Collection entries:
Segment Open

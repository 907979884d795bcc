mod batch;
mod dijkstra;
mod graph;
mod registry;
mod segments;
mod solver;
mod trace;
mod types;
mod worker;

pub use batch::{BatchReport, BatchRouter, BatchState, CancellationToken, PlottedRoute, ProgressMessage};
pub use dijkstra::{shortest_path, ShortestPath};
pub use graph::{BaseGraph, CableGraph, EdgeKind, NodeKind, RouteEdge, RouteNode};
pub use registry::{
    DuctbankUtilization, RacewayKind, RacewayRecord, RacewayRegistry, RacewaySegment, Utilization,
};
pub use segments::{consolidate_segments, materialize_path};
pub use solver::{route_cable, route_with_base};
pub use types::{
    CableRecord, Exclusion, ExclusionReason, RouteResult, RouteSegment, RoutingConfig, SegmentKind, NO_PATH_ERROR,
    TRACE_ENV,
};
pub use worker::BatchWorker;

Segment Closed

▶ WORK INSTRUCTIONS: Pull every line containing "graph" out of the records.

▶ WRITTEN REPLY:
mod graph;
pub use graph::{BaseGraph, CableGraph, EdgeKind, NodeKind, RouteEdge, RouteNode};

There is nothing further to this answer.